«L’indécence du football moderne »

«L’indécence du football moderne »

Fustigeant l’augmentation des droits audiovisuels, du prix des places dans les stades ou encore le salaire des joueurs, Olivier Caremelle, adjoint à la mairie de Lille, propose dans une tribune au « Monde », deux mesures régulatrices : interdire l’achat et la vente de joueur ressemblant à la vente d’esclaves, et limiter la rémunération de ces derniers à 30 000 euros.

Tribune. La question du poids de l’argent dans le sport, et notamment le football, n’est pas nouvelle. Elle a suivi, crescendo, la montée en puissance des médias, la création des chaînes de télévision et, évidemment, celle d’Internet qui a repoussé les limites des diffusions.

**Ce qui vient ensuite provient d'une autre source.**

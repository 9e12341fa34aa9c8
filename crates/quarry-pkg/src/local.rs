//! Project-rooted packages and their two-phase resolution.
//!
//! A [`LocalPackage`] lives inside the project and is resolved twice from
//! the same manifest: once under the project's baseline configuration
//! (tests and benchmarks off) for the default build graph, and once with
//! both forced on to discover the full dependency and module closure. The
//! two snapshots must agree on identity.
//!
//! Resolution also diffs the package's live file set against its persisted
//! [`BuildCache`] to derive the dirty verdict.

use crate::config::PackageConfig;
use crate::fingerprint::{BuildCache, CacheError, CacheStore};
use crate::manifest::{Manifest, ManifestError, MANIFEST_EXT};
use crate::package::{resolved_files, Package, PackageIdentifier};
use std::collections::BTreeSet;
use std::path::{Path, PathBuf};
use thiserror::Error;

/// Errors that can occur while resolving a local package.
///
/// All of these are local to one package: the caller decides whether a
/// failing package aborts the build or is reported and skipped.
#[derive(Error, Debug)]
pub enum ResolveError {
    /// The directory holds no `*.quarry` manifest.
    #[error("no manifest found in {0}")]
    NoManifest(PathBuf),

    /// The directory holds more than one candidate manifest.
    #[error("ambiguous manifest in {dir}: found {}", format_candidates(.candidates))]
    AmbiguousManifest {
        dir: PathBuf,
        candidates: Vec<PathBuf>,
    },

    /// The declared package name does not match the manifest filename.
    #[error("manifest {path} declares name '{declared}', expected '{expected}'")]
    NameMismatch {
        path: PathBuf,
        declared: String,
        expected: String,
    },

    /// The manifest could not be read or parsed.
    #[error("invalid manifest at {path}: {source}")]
    InvalidManifest {
        path: PathBuf,
        #[source]
        source: ManifestError,
    },

    /// The default and all-components resolutions disagree on identity.
    #[error("resolutions of {dir} disagree: {baseline} vs {full}")]
    PhaseMismatch {
        dir: PathBuf,
        baseline: PackageIdentifier,
        full: PackageIdentifier,
    },

    /// The dirtiness computation failed.
    #[error(transparent)]
    Cache(#[from] CacheError),

    #[error("failed to read {0}: {1}")]
    Io(PathBuf, #[source] std::io::Error),
}

fn format_candidates(candidates: &[PathBuf]) -> String {
    candidates
        .iter()
        .map(|p| p.display().to_string())
        .collect::<Vec<_>>()
        .join(", ")
}

/// A package rooted inside the project.
#[derive(Debug, Clone)]
pub struct LocalPackage {
    /// Resolution under the baseline configuration (tests/benchmarks off).
    pub package: Package,

    /// Resolution with test and benchmark components forced on. Same name
    /// and version as `package`; its dependency and module sets are what
    /// planning sees.
    pub full_package: Package,

    /// Whether the user asked for this package to be built.
    pub wanted: bool,

    /// Package root directory.
    pub root: PathBuf,

    /// Path to the manifest file.
    pub manifest_path: PathBuf,

    /// Components requested for the current build.
    pub components: BTreeSet<String>,

    /// Live file set the dirty verdict was computed from.
    pub files: BTreeSet<PathBuf>,

    /// Refreshed build cache, one fingerprint per live file.
    pub build_cache: BuildCache,

    /// Whether anything changed since the recorded cache.
    pub dirty: bool,
}

impl LocalPackage {
    /// Resolve the package in `root` under `config`.
    ///
    /// Discovers the manifest, resolves it twice (baseline and
    /// all-components), verifies the two phases agree, then diffs the live
    /// file set against the persisted cache for the dirty verdict.
    ///
    /// The refreshed cache is *not* persisted here; the caller saves it
    /// through the [`CacheStore`] after a successful build.
    ///
    /// # Errors
    ///
    /// Returns an error if the manifest is missing, ambiguous, invalid, or
    /// misnamed; if the two resolution phases disagree; or if the dirtiness
    /// computation fails.
    pub fn resolve(
        root: impl AsRef<Path>,
        config: &PackageConfig,
        wanted: bool,
        store: &CacheStore,
    ) -> Result<Self, ResolveError> {
        let root = root.as_ref().to_path_buf();
        let manifest_path = find_manifest(&root)?;

        let manifest =
            Manifest::from_path(&manifest_path).map_err(|source| ResolveError::InvalidManifest {
                path: manifest_path.clone(),
                source,
            })?;

        let expected = manifest_path
            .file_stem()
            .and_then(|s| s.to_str())
            .unwrap_or_default()
            .to_string();
        if manifest.package.name != expected {
            return Err(ResolveError::NameMismatch {
                path: manifest_path,
                declared: manifest.package.name,
                expected,
            });
        }

        let resolve_phase = |config: &PackageConfig| {
            Package::resolve(&manifest, &manifest_path, config).map_err(|source| {
                ResolveError::InvalidManifest {
                    path: manifest_path.clone(),
                    source,
                }
            })
        };

        let package = resolve_phase(config)?;
        let full_package = resolve_phase(&config.with_all_components())?;

        if package.name != full_package.name || package.version != full_package.version {
            return Err(ResolveError::PhaseMismatch {
                dir: root,
                baseline: package.identifier(),
                full: full_package.identifier(),
            });
        }

        let files: BTreeSet<PathBuf> =
            resolved_files(&manifest, &root, &manifest_path, config)
                .into_iter()
                .collect();

        let prior = store.load(&root)?;
        let refresh = prior.refresh(&files)?;

        let mut components: BTreeSet<String> = package.executables.clone();
        if config.enable_tests {
            components.extend(package.test_suites.iter().cloned());
        }
        if config.enable_benchmarks {
            components.extend(package.benchmarks.iter().cloned());
        }

        Ok(Self {
            package,
            full_package,
            wanted,
            root,
            manifest_path,
            components,
            files,
            build_cache: refresh.cache,
            dirty: refresh.dirty,
        })
    }

    /// This package's identity.
    #[must_use]
    pub fn identifier(&self) -> PackageIdentifier {
        self.package.identifier()
    }

    /// Recompute the dirty verdict against the currently persisted cache,
    /// for example after files changed mid-session.
    ///
    /// # Errors
    ///
    /// Returns an error if the cache cannot be loaded or a file cannot be
    /// fingerprinted.
    pub fn refresh_dirty(&mut self, store: &CacheStore) -> Result<bool, ResolveError> {
        let prior = store.load(&self.root)?;
        let refresh = prior.refresh(&self.files)?;
        self.build_cache = refresh.cache;
        self.dirty = refresh.dirty;
        Ok(self.dirty)
    }
}

/// Find the single `*.quarry` manifest in a directory.
///
/// # Errors
///
/// Returns [`ResolveError::NoManifest`] if none is found and
/// [`ResolveError::AmbiguousManifest`] if more than one candidate exists.
pub fn find_manifest(dir: &Path) -> Result<PathBuf, ResolveError> {
    let entries = std::fs::read_dir(dir)
        .map_err(|e| ResolveError::Io(dir.to_path_buf(), e))?;

    let mut candidates = Vec::new();
    for entry in entries {
        let entry = entry.map_err(|e| ResolveError::Io(dir.to_path_buf(), e))?;
        let path = entry.path();
        if path.is_file() && path.extension().is_some_and(|ext| ext == MANIFEST_EXT) {
            candidates.push(path);
        }
    }
    candidates.sort();

    match candidates.len() {
        0 => Err(ResolveError::NoManifest(dir.to_path_buf())),
        1 => Ok(candidates.remove(0)),
        _ => Err(ResolveError::AmbiguousManifest {
            dir: dir.to_path_buf(),
            candidates,
        }),
    }
}

#[cfg(test)]
mod tests {
    use super::*;
    use crate::config::Platform;
    use semver::Version;
    use std::fs;
    use tempfile::TempDir;

    fn config() -> PackageConfig {
        PackageConfig::new(Version::new(9, 4, 0), Platform::host())
    }

    fn write_package(dir: &Path, name: &str, manifest: &str) {
        fs::create_dir_all(dir.join("src")).unwrap();
        fs::write(dir.join(format!("{name}.quarry")), manifest).unwrap();
    }

    const FOO: &str = r#"
[package]
name = "foo"
version = "1.0.0"

[lib]
modules = ["Foo", "Foo.Internal"]
exposed-modules = ["Foo"]
"#;

    fn write_foo_sources(dir: &Path) {
        fs::create_dir_all(dir.join("src/Foo")).unwrap();
        fs::write(dir.join("src/Foo.qy"), "module Foo").unwrap();
        fs::write(dir.join("src/Foo/Internal.qy"), "module Foo.Internal").unwrap();
    }

    #[test]
    fn first_build_end_to_end() {
        let tmp = TempDir::new().unwrap();
        write_package(tmp.path(), "foo", FOO);
        write_foo_sources(tmp.path());

        let store = CacheStore::new();
        let local = LocalPackage::resolve(tmp.path(), &config(), true, &store).unwrap();

        // Empty prior cache: everything is new.
        assert!(local.dirty);
        assert_eq!(local.package.name, "foo");
        assert_eq!(local.package.version, Version::new(1, 0, 0));
        // Manifest plus two module files, each freshly fingerprinted.
        assert_eq!(local.build_cache.len(), 3);
        assert!(local.wanted);
    }

    #[test]
    fn clean_after_cache_is_persisted() {
        let tmp = TempDir::new().unwrap();
        write_package(tmp.path(), "foo", FOO);
        write_foo_sources(tmp.path());

        let store = CacheStore::new();
        let first = LocalPackage::resolve(tmp.path(), &config(), true, &store).unwrap();
        store.save(tmp.path(), &first.build_cache).unwrap();

        let second = LocalPackage::resolve(tmp.path(), &config(), true, &store).unwrap();
        assert!(!second.dirty);
    }

    #[test]
    fn edit_after_persist_is_dirty() {
        let tmp = TempDir::new().unwrap();
        write_package(tmp.path(), "foo", FOO);
        write_foo_sources(tmp.path());

        let store = CacheStore::new();
        let first = LocalPackage::resolve(tmp.path(), &config(), true, &store).unwrap();
        store.save(tmp.path(), &first.build_cache).unwrap();

        fs::write(tmp.path().join("src/Foo.qy"), "module Foo where").unwrap();

        let mut second = LocalPackage::resolve(tmp.path(), &config(), true, &store).unwrap();
        assert!(second.dirty);
        assert!(second.refresh_dirty(&store).unwrap());
    }

    #[test]
    fn missing_manifest() {
        let tmp = TempDir::new().unwrap();
        let err =
            LocalPackage::resolve(tmp.path(), &config(), true, &CacheStore::new()).unwrap_err();
        assert!(matches!(err, ResolveError::NoManifest(_)));
    }

    #[test]
    fn ambiguous_manifest() {
        let tmp = TempDir::new().unwrap();
        write_package(tmp.path(), "foo", FOO);
        fs::write(tmp.path().join("bar.quarry"), FOO).unwrap();

        let err =
            LocalPackage::resolve(tmp.path(), &config(), true, &CacheStore::new()).unwrap_err();
        assert!(matches!(err, ResolveError::AmbiguousManifest { .. }));
    }

    #[test]
    fn name_mismatch() {
        let tmp = TempDir::new().unwrap();
        write_package(tmp.path(), "not-foo", FOO);

        let err =
            LocalPackage::resolve(tmp.path(), &config(), true, &CacheStore::new()).unwrap_err();
        assert!(matches!(err, ResolveError::NameMismatch { .. }));
    }

    #[test]
    fn invalid_manifest_carries_the_diagnostic() {
        let tmp = TempDir::new().unwrap();
        fs::write(tmp.path().join("foo.quarry"), "[package\nname=").unwrap();

        let err =
            LocalPackage::resolve(tmp.path(), &config(), true, &CacheStore::new()).unwrap_err();
        match err {
            ResolveError::InvalidManifest { source, .. } => {
                assert!(matches!(source, ManifestError::Parse(_)));
            }
            other => panic!("expected InvalidManifest, got {other:?}"),
        }
    }

    #[test]
    fn phases_agree_on_identity() {
        let tmp = TempDir::new().unwrap();
        write_package(
            tmp.path(),
            "foo",
            r#"
[package]
name = "foo"
version = "1.0.0"

[lib]
modules = ["Foo"]

[[test]]
name = "spec"
path = "tests/spec.qy"

[test.dependencies]
checkwright = "^2"
"#,
        );
        fs::write(tmp.path().join("src/Foo.qy"), "module Foo").unwrap();
        fs::create_dir_all(tmp.path().join("tests")).unwrap();
        fs::write(tmp.path().join("tests/spec.qy"), "module Spec").unwrap();

        let local =
            LocalPackage::resolve(tmp.path(), &config(), true, &CacheStore::new()).unwrap();

        assert_eq!(local.package.identifier(), local.full_package.identifier());
        // The full resolution sees the test dependency; the baseline does not.
        assert!(local.full_package.deps.contains_key("checkwright"));
        assert!(!local.package.deps.contains_key("checkwright"));
        // The baseline live file set excludes the disabled test component.
        assert!(!local.files.iter().any(|p| p.ends_with("tests/spec.qy")));
    }
}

Il est ainsi aujourd’hui possible, lorsque l’on est amateur de football, de regarder peu ou prou n’importe quel match, à n’importe quelle heure, à la condition de payer.

L’ancien directeur général de la Ligue de football professionnel (LFP), Didier Quillot, pouvait ainsi s’extasier il y a quelques semaines sur l’accord des droits TV, générant des ressources nouvelles pour les clubs et la Ligue. Les droits pour la Ligue 1 sont aujourd’hui de 1,15 milliard d’euros (2020-2024) contre 375 millions d’euros pour la saison 2004-2005 et 122 millions en 1998-1999, soit une multiplication par dix en vingt ans !

Cette nouvelle manne, censée alimenter les clubs et participer à leur bon état de santé financière, pose pourtant quelques interrogations, notamment sur la capacité des usagers à voir et donc à payer.

Elle semble déjà lointaine, l’arrivée en France du groupe Canal+, en 1984, acteur historique de la diffusion de tous les matchs de l’ancienne D1, puis au début des années 2000, de ceux de la Ligue des champions et des grands championnats étrangers.

La conséquence logique de ce grand marché libéral ? L’augmentation du panier moyen pour chaque téléspectateur afin de s’abonner, si ce dernier en a évidemment les moyens.

 

Ainsi, pour la prochaine saison 2020-2021, « le juste prix » de la facture totale montera jusqu’à une centaine d’euros, répartis entre un abonnement mensuel à Canal+ (20 euros), à BeIN Sports (15 euros), à RMC Sport (25 euros), et enfin au nouvel acteur espagnol Mediapro, à 25 euros. 

Toutes les grandes ligues européennes profitent en effet d’une situation de monopole qui leur permet de « saucissonner » les offres pour multiplier les lots et, donc, les rentrées financières. Ainsi, l’arrivée d’un nouvel opérateur sur le marché, tel Mediapro, dope le marché pourtant déjà concurrentiel à souhait. Quitte à ce que les opérateurs, conséquence de leur surenchère, doivent ensuite trouver de nouveaux accords comme celui récent entre Mediapro et Netflix.

Tout cela conforte, pour l’instant, la bulle spéculative autour des droits du football et devrait réjouir les grands décideurs du football français et les clubs dont les dotations vont en effet augmenter.